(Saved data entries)
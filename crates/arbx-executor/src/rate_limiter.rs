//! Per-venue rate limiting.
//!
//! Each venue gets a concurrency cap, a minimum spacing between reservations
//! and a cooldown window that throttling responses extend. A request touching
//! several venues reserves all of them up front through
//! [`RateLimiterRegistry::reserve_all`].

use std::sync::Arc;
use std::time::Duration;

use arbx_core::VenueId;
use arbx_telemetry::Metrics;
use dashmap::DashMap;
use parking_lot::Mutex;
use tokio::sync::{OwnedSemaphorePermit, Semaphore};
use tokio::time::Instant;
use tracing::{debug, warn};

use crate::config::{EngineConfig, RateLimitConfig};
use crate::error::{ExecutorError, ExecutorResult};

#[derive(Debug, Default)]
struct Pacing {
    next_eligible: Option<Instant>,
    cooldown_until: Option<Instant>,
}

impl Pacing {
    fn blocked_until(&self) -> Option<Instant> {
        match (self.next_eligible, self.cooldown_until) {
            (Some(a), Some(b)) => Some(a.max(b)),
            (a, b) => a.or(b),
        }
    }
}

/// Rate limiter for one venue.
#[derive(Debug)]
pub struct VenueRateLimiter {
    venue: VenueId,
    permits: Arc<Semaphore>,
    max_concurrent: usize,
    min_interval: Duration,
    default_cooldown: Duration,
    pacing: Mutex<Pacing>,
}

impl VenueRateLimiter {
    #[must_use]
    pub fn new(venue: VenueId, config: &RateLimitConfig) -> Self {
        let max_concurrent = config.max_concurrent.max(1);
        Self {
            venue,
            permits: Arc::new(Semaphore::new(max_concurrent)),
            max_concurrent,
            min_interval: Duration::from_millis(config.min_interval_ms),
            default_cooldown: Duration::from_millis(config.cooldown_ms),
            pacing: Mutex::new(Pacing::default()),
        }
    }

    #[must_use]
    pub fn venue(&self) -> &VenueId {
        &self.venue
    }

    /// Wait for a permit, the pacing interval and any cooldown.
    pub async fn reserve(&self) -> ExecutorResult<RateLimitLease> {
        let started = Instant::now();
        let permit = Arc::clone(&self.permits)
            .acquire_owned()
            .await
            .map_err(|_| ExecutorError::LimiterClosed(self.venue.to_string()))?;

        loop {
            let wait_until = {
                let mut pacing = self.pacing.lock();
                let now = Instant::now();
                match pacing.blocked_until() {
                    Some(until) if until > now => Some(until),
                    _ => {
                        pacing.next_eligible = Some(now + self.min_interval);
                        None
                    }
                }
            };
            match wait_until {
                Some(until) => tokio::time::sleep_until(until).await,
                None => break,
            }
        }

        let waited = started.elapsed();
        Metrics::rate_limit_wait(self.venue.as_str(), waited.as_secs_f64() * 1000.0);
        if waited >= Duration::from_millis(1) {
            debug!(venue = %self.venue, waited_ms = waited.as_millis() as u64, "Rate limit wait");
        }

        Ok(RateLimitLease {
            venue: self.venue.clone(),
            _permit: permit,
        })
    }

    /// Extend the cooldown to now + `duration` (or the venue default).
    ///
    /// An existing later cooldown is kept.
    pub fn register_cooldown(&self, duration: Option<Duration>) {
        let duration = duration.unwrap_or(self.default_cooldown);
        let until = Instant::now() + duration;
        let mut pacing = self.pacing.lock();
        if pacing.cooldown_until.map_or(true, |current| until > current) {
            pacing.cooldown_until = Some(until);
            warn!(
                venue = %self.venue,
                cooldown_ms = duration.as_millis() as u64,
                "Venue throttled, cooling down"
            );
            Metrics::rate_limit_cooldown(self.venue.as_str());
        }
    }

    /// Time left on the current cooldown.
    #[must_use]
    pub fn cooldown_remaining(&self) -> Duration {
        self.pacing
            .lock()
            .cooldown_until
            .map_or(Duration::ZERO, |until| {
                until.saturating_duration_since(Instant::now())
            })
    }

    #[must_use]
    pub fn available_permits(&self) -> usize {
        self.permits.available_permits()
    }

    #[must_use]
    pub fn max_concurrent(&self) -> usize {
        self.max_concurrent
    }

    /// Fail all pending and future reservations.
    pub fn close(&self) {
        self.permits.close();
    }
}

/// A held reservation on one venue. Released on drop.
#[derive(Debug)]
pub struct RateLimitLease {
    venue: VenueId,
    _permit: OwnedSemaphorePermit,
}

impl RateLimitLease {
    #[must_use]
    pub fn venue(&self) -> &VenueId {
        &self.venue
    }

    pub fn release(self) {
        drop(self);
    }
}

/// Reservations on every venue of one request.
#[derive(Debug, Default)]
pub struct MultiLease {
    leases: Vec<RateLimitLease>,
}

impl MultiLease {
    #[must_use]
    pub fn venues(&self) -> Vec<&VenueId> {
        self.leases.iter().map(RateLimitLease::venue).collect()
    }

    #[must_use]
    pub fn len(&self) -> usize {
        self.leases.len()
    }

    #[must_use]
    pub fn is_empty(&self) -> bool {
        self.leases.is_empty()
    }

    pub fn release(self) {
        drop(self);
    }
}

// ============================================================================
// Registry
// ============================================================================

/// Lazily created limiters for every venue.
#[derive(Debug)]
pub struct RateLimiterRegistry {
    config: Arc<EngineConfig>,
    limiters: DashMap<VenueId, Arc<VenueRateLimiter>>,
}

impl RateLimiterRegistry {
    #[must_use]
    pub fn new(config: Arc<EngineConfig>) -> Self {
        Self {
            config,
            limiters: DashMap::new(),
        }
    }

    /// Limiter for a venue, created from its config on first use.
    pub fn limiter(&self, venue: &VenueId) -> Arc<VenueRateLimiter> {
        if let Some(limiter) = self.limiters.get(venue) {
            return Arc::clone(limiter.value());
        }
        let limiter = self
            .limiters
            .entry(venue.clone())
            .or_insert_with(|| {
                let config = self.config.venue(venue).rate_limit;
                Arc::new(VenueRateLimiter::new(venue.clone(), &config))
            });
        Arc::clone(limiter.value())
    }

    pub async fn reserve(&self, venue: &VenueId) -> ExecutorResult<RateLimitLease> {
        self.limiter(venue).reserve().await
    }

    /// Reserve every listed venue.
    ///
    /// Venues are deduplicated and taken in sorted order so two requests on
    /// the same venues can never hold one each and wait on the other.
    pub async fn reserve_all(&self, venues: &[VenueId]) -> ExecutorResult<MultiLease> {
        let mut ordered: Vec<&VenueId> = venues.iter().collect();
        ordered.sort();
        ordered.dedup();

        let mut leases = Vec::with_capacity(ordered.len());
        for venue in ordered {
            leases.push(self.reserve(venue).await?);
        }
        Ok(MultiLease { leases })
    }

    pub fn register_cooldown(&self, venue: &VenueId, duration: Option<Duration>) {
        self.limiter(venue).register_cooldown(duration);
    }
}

> **WHAT YOU NEED TO DO**
What is needed is the data above, output in full and exactly as it stands.

> **SOLUTION**
filename crates/arbx-executor/src/rate_limiter.rs
//! Per-venue rate limiting.
//!
//! Each venue gets a concurrency cap, a minimum spacing between reservations
//! and a cooldown window that throttling responses extend. A request touching
//! several venues reserves all of them up front through
//! [`RateLimiterRegistry::reserve_all`].

use std::sync::Arc;
use std::time::Duration;

use arbx_core::VenueId;
use arbx_telemetry::Metrics;
use dashmap::DashMap;
use parking_lot::Mutex;
use tokio::sync::{OwnedSemaphorePermit, Semaphore};
use tokio::time::Instant;
use tracing::{debug, warn};

use crate::config::{EngineConfig, RateLimitConfig};
use crate::error::{ExecutorError, ExecutorResult};

#[derive(Debug, Default)]
struct Pacing {
    next_eligible: Option<Instant>,
    cooldown_until: Option<Instant>,
}

impl Pacing {
    fn blocked_until(&self) -> Option<Instant> {
        match (self.next_eligible, self.cooldown_until) {
            (Some(a), Some(b)) => Some(a.max(b)),
            (a, b) => a.or(b),
        }
    }
}

/// Rate limiter for one venue.
#[derive(Debug)]
pub struct VenueRateLimiter {
    venue: VenueId,
    permits: Arc<Semaphore>,
    max_concurrent: usize,
    min_interval: Duration,
    default_cooldown: Duration,
    pacing: Mutex<Pacing>,
}

impl VenueRateLimiter {
    #[must_use]
    pub fn new(venue: VenueId, config: &RateLimitConfig) -> Self {
        let max_concurrent = config.max_concurrent.max(1);
        Self {
            venue,
            permits: Arc::new(Semaphore::new(max_concurrent)),
            max_concurrent,
            min_interval: Duration::from_millis(config.min_interval_ms),
            default_cooldown: Duration::from_millis(config.cooldown_ms),
            pacing: Mutex::new(Pacing::default()),
        }
    }

    #[must_use]
    pub fn venue(&self) -> &VenueId {
        &self.venue
    }

    /// Wait for a permit, the pacing interval and any cooldown.
    pub async fn reserve(&self) -> ExecutorResult<RateLimitLease> {
        let started = Instant::now();
        let permit = Arc::clone(&self.permits)
            .acquire_owned()
            .await
            .map_err(|_| ExecutorError::LimiterClosed(self.venue.to_string()))?;

        loop {
            let wait_until = {
                let mut pacing = self.pacing.lock();
                let now = Instant::now();
                match pacing.blocked_until() {
                    Some(until) if until > now => Some(until),
                    _ => {
                        pacing.next_eligible = Some(now + self.min_interval);
                        None
                    }
                }
            };
            match wait_until {
                Some(until) => tokio::time::sleep_until(until).await,
                None => break,
            }
        }

        let waited = started.elapsed();
        Metrics::rate_limit_wait(self.venue.as_str(), waited.as_secs_f64() * 1000.0);
        if waited >= Duration::from_millis(1) {
            debug!(venue = %self.venue, waited_ms = waited.as_millis() as u64, "Rate limit wait");
        }

        Ok(RateLimitLease {
            venue: self.venue.clone(),
            _permit: permit,
        })
    }

    /// Extend the cooldown to now + `duration` (or the venue default).
    ///
    /// An existing later cooldown is kept.
    pub fn register_cooldown(&self, duration: Option<Duration>) {
        let duration = duration.unwrap_or(self.default_cooldown);
        let until = Instant::now() + duration;
        let mut pacing = self.pacing.lock();
        if pacing.cooldown_until.map_or(true, |current| until > current) {
            pacing.cooldown_until = Some(until);
            warn!(
                venue = %self.venue,
                cooldown_ms = duration.as_millis() as u64,
                "Venue throttled, cooling down"
            );
            Metrics::rate_limit_cooldown(self.venue.as_str());
        }
    }

    /// Time left on the current cooldown.
    #[must_use]
    pub fn cooldown_remaining(&self) -> Duration {
        self.pacing
            .lock()
            .cooldown_until
            .map_or(Duration::ZERO, |until| {
                until.saturating_duration_since(Instant::now())
            })
    }

    #[must_use]
    pub fn available_permits(&self) -> usize {
        self.permits.available_permits()
    }

    #[must_use]
    pub fn max_concurrent(&self) -> usize {
        self.max_concurrent
    }

    /// Fail all pending and future reservations.
    pub fn close(&self) {
        self.permits.close();
    }
}

/// A held reservation on one venue. Released on drop.
#[derive(Debug)]
pub struct RateLimitLease {
    venue: VenueId,
    _permit: OwnedSemaphorePermit,
}

impl RateLimitLease {
    #[must_use]
    pub fn venue(&self) -> &VenueId {
        &self.venue
    }

    pub fn release(self) {
        drop(self);
    }
}

/// Reservations on every venue of one request.
#[derive(Debug, Default)]
pub struct MultiLease {
    leases: Vec<RateLimitLease>,
}

impl MultiLease {
    #[must_use]
    pub fn venues(&self) -> Vec<&VenueId> {
        self.leases.iter().map(RateLimitLease::venue).collect()
    }

    #[must_use]
    pub fn len(&self) -> usize {
        self.leases.len()
    }

    #[must_use]
    pub fn is_empty(&self) -> bool {
        self.leases.is_empty()
    }

    pub fn release(self) {
        drop(self);
    }
}

// ============================================================================
// Registry
// ============================================================================

/// Lazily created limiters for every venue.
#[derive(Debug)]
pub struct RateLimiterRegistry {
    config: Arc<EngineConfig>,
    limiters: DashMap<VenueId, Arc<VenueRateLimiter>>,
}

impl RateLimiterRegistry {
    #[must_use]
    pub fn new(config: Arc<EngineConfig>) -> Self {
        Self {
            config,
            limiters: DashMap::new(),
        }
    }

    /// Limiter for a venue, created from its config on first use.
    pub fn limiter(&self, venue: &VenueId) -> Arc<VenueRateLimiter> {
        if let Some(limiter) = self.limiters.get(venue) {
            return Arc::clone(limiter.value());
        }
        let limiter = self
            .limiters
            .entry(venue.clone())
            .or_insert_with(|| {
                let config = self.config.venue(venue).rate_limit;
                Arc::new(VenueRateLimiter::new(venue.clone(), &config))
            });
        Arc::clone(limiter.value())
    }

    pub async fn reserve(&self, venue: &VenueId) -> ExecutorResult<RateLimitLease> {
        self.limiter(venue).reserve().await
    }

    /// Reserve every listed venue.
    ///
    /// Venues are deduplicated and taken in sorted order so two requests on
    /// the same venues can never hold one each and wait on the other.
    pub async fn reserve_all(&self, venues: &[VenueId]) -> ExecutorResult<MultiLease> {
        let mut ordered: Vec<&VenueId> = venues.iter().collect();
        ordered.sort();
        ordered.dedup();

        let mut leases = Vec::with_capacity(ordered.len());
        for venue in ordered {
            leases.push(self.reserve(venue).await?);
        }
        Ok(MultiLease { leases })
    }

    pub fn register_cooldown(&self, venue: &VenueId, duration: Option<Duration>) {
        self.limiter(venue).register_cooldown(duration);
    }
}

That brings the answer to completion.